操作說明：

1. 將H9全培養基取出并平衡至室溫，取出包被過Matrix的培養皿/瓶，吸去包被液并加入適量全培養基，置于5% CO2的37℃恒溫細胞培養箱中。

2. 吸走待傳代細胞培養皿/瓶中的iPS全培養基，并且加入無鈣鎂的PBS溶液洗一次。

3. 加入0.5mM EDTA傳代工作液使之全覆蓋皿/瓶底。

4. 室溫放置5 ~ 8 min或37℃恒溫細胞培養箱中孵育3 ~ 5 min，顯微鏡下觀察到大部分克隆邊緣開始脫離皿/瓶底，克隆內部大部分細胞間出現間隙但尚未相互分離，肉眼觀察到細胞集落變得不透明且發白，表明細胞消化時間理想。

5. 吸去傳代工作液，即刻加入新鮮的H9全培養基，用移液器扇形吹打培養皿/瓶底，使皿/瓶底貼附的干細胞集落脫落，輕柔緩慢吹吸混勻。

 注：吹吸的力度要輕柔，吹打脫落和吹吸混勻的次數總共不超過10次為宜。
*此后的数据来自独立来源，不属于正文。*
// =============================================================================
// TESTS
// =============================================================================

#[cfg(test)]
mod tests {
    use super::*;
    use crate::cache::CacheConfig;
    use crate::upstream::memory::{Fixtures, Grant, MemoryUpstream};
    use std::time::Duration;

    fn catalog(fixtures: Fixtures) -> (Arc<Catalog>, Arc<MemoryUpstream>) {
        let memory = Arc::new(MemoryUpstream::new(fixtures));
        let catalog = Catalog::new(
            Upstream::from_single(Arc::clone(&memory)),
            Cache::new(CacheConfig::default()),
            4,
        );
        (Arc::new(catalog), memory)
    }

    fn aspects(ids: &[&str]) -> Vec<Aspect> {
        ids.iter().map(|id| Aspect::new(*id, *id)).collect()
    }

    #[tokio::test]
    async fn reads_are_cached() {
        let (catalog, memory) = catalog(Fixtures {
            aspects: aspects(&["air"]),
            ..Fixtures::default()
        });
        assert!(catalog.aspects().await.is_ok());
        assert!(catalog.aspects().await.is_ok());
        assert_eq!(memory.calls("list_aspects"), 1);
    }

    #[tokio::test]
    async fn invalidation_swaps_in_a_fresh_snapshot() {
        let (catalog, memory) = catalog(Fixtures {
            aspects: aspects(&["air"]),
            ..Fixtures::default()
        });
        let first = catalog.snapshot().await.expect("snapshot");
        assert!(first.aspects.contains("air"));

        memory.update(|f| f.aspects = aspects(&["air", "water"]));
        catalog.apply_invalidation(&InvalidationEvent::new("aspects", None));

        let mut fresh = catalog.snapshot().await.expect("snapshot");
        for _ in 0..100 {
            if fresh.aspects.contains("water") {
                break;
            }
            tokio::time::sleep(Duration::from_millis(5)).await;
            fresh = catalog.snapshot().await.expect("snapshot");
        }
        assert!(fresh.aspects.contains("water"));
        assert!(!first.aspects.contains("water"));
    }

    #[tokio::test]
    async fn permissions_are_cached_per_token() {
        let (catalog, memory) = catalog(Fixtures {
            devices: vec![Device {
                id: "d1".into(),
                ..Device::default()
            }],
            ..Fixtures::default()
        });
        assert!(catalog.check("t1", ResourceKind::Devices, "d1").await.expect("check"));
        assert!(!catalog.check("t1", ResourceKind::Devices, "d2").await.expect("check"));
        assert!(catalog.check("t1", ResourceKind::Devices, "d1").await.expect("check"));
        assert_eq!(memory.calls("check"), 2);

        let readable = catalog
            .readable("t2", ResourceKind::Devices)
            .await
            .expect("readable");
        assert!(readable.contains("d1"));
    }

    #[tokio::test]
    async fn unknown_device_type_is_a_bad_request() {
        let (catalog, _) = catalog(Fixtures::default());
        let err = catalog.device_type("missing").await.err();
        assert_eq!(err.map(|e| e.kind()), Some("bad_request"));

        let found = catalog.find_device_type("missing").await.expect("lookup");
        assert!(found.is_none());
    }

    #[tokio::test]
    async fn keyed_permissions_event_drops_every_token() {
        let grant = |ids: &[&str]| Grant {
            devices: ids.iter().map(|id| id.to_string()).collect(),
            ..Grant::default()
        };
        let mut fixtures = Fixtures::default();
        fixtures.grants.insert("t1".into(), grant(&["d1"]));
        let (catalog, memory) = catalog(fixtures);

        let before = catalog
            .readable("t1", ResourceKind::Devices)
            .await
            .expect("readable");
        assert!(!before.contains("d2"));

        memory.update(|f| {
            f.grants.insert("t1".into(), grant(&["d1", "d2"]));
        });
        catalog.apply_invalidation(&InvalidationEvent::new("permissions", Some("d2".into())));

        let after = catalog
            .readable("t1", ResourceKind::Devices)
            .await
            .expect("readable");
        assert!(after.contains("d2"));
        assert_eq!(memory.calls("list_readable"), 2);
    }
}
//! # Property-Based Tests
//!
//! Invariants of the selection engine checked with proptest.

mod common;

use common::*;
use device_selection_core::group_usability::{device_type_criteria, intersect};
use device_selection_core::idmodifier;
use device_selection_core::paths::service_path_options;
use device_selection_core::selection::select_device;
use device_selection_core::{
    Aspect, AspectIndex, DeviceType, FilterCriterion, Interaction, MatchContext, ModifierParams,
    SelectionOptions,
};
use proptest::collection::{btree_map, vec};
use proptest::prelude::*;

/// A single chain `a0 → a1 → … → a{n-1}`.
fn chain(n: usize) -> AspectIndex {
    let mut current: Option<Aspect> = None;
    for i in (0..n).rev() {
        let mut aspect = Aspect::new(format!("a{}", i), format!("A{}", i));
        if let Some(child) = current.take() {
            aspect.sub_aspects.push(child);
        }
        current = Some(aspect);
    }
    AspectIndex::build(&current.into_iter().collect::<Vec<_>>())
}

fn interaction_strategy() -> impl Strategy<Value = Interaction> {
    prop_oneof![
        Just(Interaction::Event),
        Just(Interaction::EventAndRequest),
        Just(Interaction::Request),
    ]
}

fn sensor_type(services: Vec<(String, Interaction, String)>) -> DeviceType {
    let get = measuring("getTemperature");
    device_type(
        "dt",
        "sensor",
        services
            .into_iter()
            .map(|(id, interaction, aspect)| {
                ServiceBuilder::new(&id)
                    .interaction(interaction)
                    .output(leaf("temperature", &get, &aspect))
                    .build()
            })
            .collect(),
    )
}

// =============================================================================
// PROPERTY TESTS
// =============================================================================

proptest! {
    /// A leaf tagged with a descendant (or the node itself) satisfies a
    /// request for the ancestor.
    #[test]
    fn aspect_symmetry(n in 2usize..8, a in 0usize..8, b in 0usize..8) {
        let (x, y) = (a % n, b % n);
        let (req, var) = (x.min(y), x.max(y));
        let aspects = chain(n);
        let functions = functions(&[measuring("getTemperature")]);
        let ctx = MatchContext::new(&aspects, &functions);
        let dt = sensor_type(vec![("s".into(), Interaction::Request, format!("a{}", var))]);

        let criterion = FilterCriterion::new(measuring("getTemperature")).with_aspect(format!("a{}", req));
        let matches = ctx.match_device_type(&dt, &criterion);
        prop_assert_eq!(matches.len(), 1);
        let (var_id, req_id) = (format!("a{}", var), format!("a{}", req));
        prop_assert!(aspects.is_in_subtree(&var_id, &req_id));
    }

    /// Ancestor-tagged services match only when no service matches the
    /// requested subtree.
    #[test]
    fn upward_fallback_only_without_subtree_match(
        n in 3usize..8,
        anc in 0usize..3,
        extra in proptest::option::of(0usize..8),
    ) {
        let req = n - 1;
        prop_assume!(anc < req);
        let aspects = chain(n);
        let functions = functions(&[measuring("getTemperature")]);
        let ctx = MatchContext::new(&aspects, &functions);

        let mut services = vec![("ancestor".to_string(), Interaction::Request, format!("a{}", anc))];
        let direct = extra.map(|e| e % n).filter(|&e| e >= req);
        if let Some(e) = extra {
            services.push(("other".to_string(), Interaction::Request, format!("a{}", e % n)));
        }
        let dt = sensor_type(services);

        let criterion = FilterCriterion::new(measuring("getTemperature")).with_aspect(format!("a{}", req));
        let ids: Vec<_> = ctx.match_device_type(&dt, &criterion).iter().map(|m| m.service.id.clone()).collect();
        if direct.is_some() {
            prop_assert_eq!(ids, vec!["other".to_string()]);
        } else {
            prop_assert!(ids.contains(&"ancestor".to_string()));
        }
    }

    /// The matcher returns a service iff the interaction lattice admits it.
    #[test]
    fn interaction_compatibility(
        declared in interaction_strategy(),
        requested in proptest::option::of(interaction_strategy()),
    ) {
        let aspects = chain(1);
        let functions = functions(&[measuring("getTemperature")]);
        let ctx = MatchContext::new(&aspects, &functions);
        let dt = sensor_type(vec![("s".into(), declared, String::new())]);

        let mut criterion = FilterCriterion::new(measuring("getTemperature"));
        criterion.interaction = requested;
        let matched = !ctx.match_device_type(&dt, &criterion).is_empty();
        let expected = requested.is_none()
            || declared == Interaction::EventAndRequest
            || Some(declared) == requested;
        prop_assert_eq!(matched, expected);
    }

    /// Adding a device never adds group criteria.
    #[test]
    fn group_criteria_monotonic(
        members in vec((interaction_strategy(), 0usize..4), 1..5),
        extra in (interaction_strategy(), 0usize..4),
    ) {
        let aspects = chain(4);
        let functions = functions(&[measuring("getTemperature")]);
        let ctx = MatchContext::new(&aspects, &functions);
        let to_type = |(interaction, aspect): (Interaction, usize)| {
            sensor_type(vec![("s".into(), interaction, format!("a{}", aspect))])
        };

        let types: Vec<DeviceType> = members.into_iter().map(to_type).collect();
        let before = intersect(types.iter().map(|t| device_type_criteria(&ctx, t)));
        let extra_type = to_type(extra);
        let after = intersect(
            types.iter().chain(std::iter::once(&extra_type)).map(|t| device_type_criteria(&ctx, t)),
        );
        prop_assert!(after.is_subset(&before));
    }

    /// parse(encode(base, params)) == (base, params).
    #[test]
    fn id_modifier_round_trip(
        base in "[a-zA-Z0-9:_.-]{1,24}",
        params in btree_map("[a-z_]{1,12}", vec("\\PC{1,8}", 1..4), 0..4),
    ) {
        let params: ModifierParams = params;
        let id = idmodifier::encode(&base, &params);
        let (parsed_base, parsed_params) = idmodifier::parse(&id).expect("parse");
        prop_assert_eq!(parsed_base, base);
        prop_assert_eq!(parsed_params, params);
    }

    /// One service, one criterion: no two path options share a path.
    #[test]
    fn paths_unique_per_service(names in vec("[a-c]{1,2}", 1..10)) {
        let aspects = chain(1);
        let get = measuring("getTemperature");
        let functions = functions(&[get.clone()]);
        let ctx = MatchContext::new(&aspects, &functions);
        let mut builder = ServiceBuilder::new("s");
        for name in &names {
            builder = builder.output(leaf(name, &get, ""));
        }
        let dt = device_type("dt", "sensor", vec![builder.build()]);

        let criterion = FilterCriterion::new(get);
        let matches = ctx.match_device_type(&dt, &criterion);
        let options = service_path_options(&ctx, &matches[0], &criterion);
        let mut paths: Vec<_> = options.iter().map(|o| o.path.clone()).collect();
        let len = paths.len();
        paths.dedup();
        prop_assert_eq!(paths.len(), len);
    }

    /// Identical snapshot and criteria serialize to identical bytes.
    #[test]
    fn selection_is_deterministic(aspect_picks in vec(0usize..5, 1..6)) {
        let aspects = chain(5);
        let functions = functions(&[measuring("getTemperature")]);
        let ctx = MatchContext::new(&aspects, &functions);
        let services = aspect_picks
            .iter()
            .enumerate()
            .map(|(i, a)| (format!("s{}", i), Interaction::Request, format!("a{}", a)))
            .collect();
        let dt = sensor_type(services);
        let d = device("d", "D", "dt");
        let criteria = [FilterCriterion::new(measuring("getTemperature")).with_aspect("a0")];

        let first = serde_json::to_string(&select_device(&ctx, &d, &dt, &criteria, &SelectionOptions::default())).expect("json");
        let second = serde_json::to_string(&select_device(&ctx, &d, &dt, &criteria, &SelectionOptions::default())).expect("json");
        prop_assert_eq!(first, second);
    }
}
吹打過度導致大量單細胞出現是造成細胞分化或死亡的重要原因。

  注：如有少量細胞無法從皿底脫落，屬于正常現象。如有大量細胞無法從皿底脫落，需延長消化時間。

6. 顯微鏡下觀察細胞呈4 ~ 20個細胞大小的團塊，水平十字搖勻。

7. 將細胞置于5% CO2的37℃恒溫培養箱培養。

8. 每天換液直至達到可以傳代的標準。

注意事項：

培養體系中的一些組分是對人體健康有害的物質，請不要用暴露的皮膚接觸培養體系的液體和有培養體系的液體殘留的容器內部；這部分有害物質的濃度和危害性都較低，如有接觸，立即用自來水沖洗即可。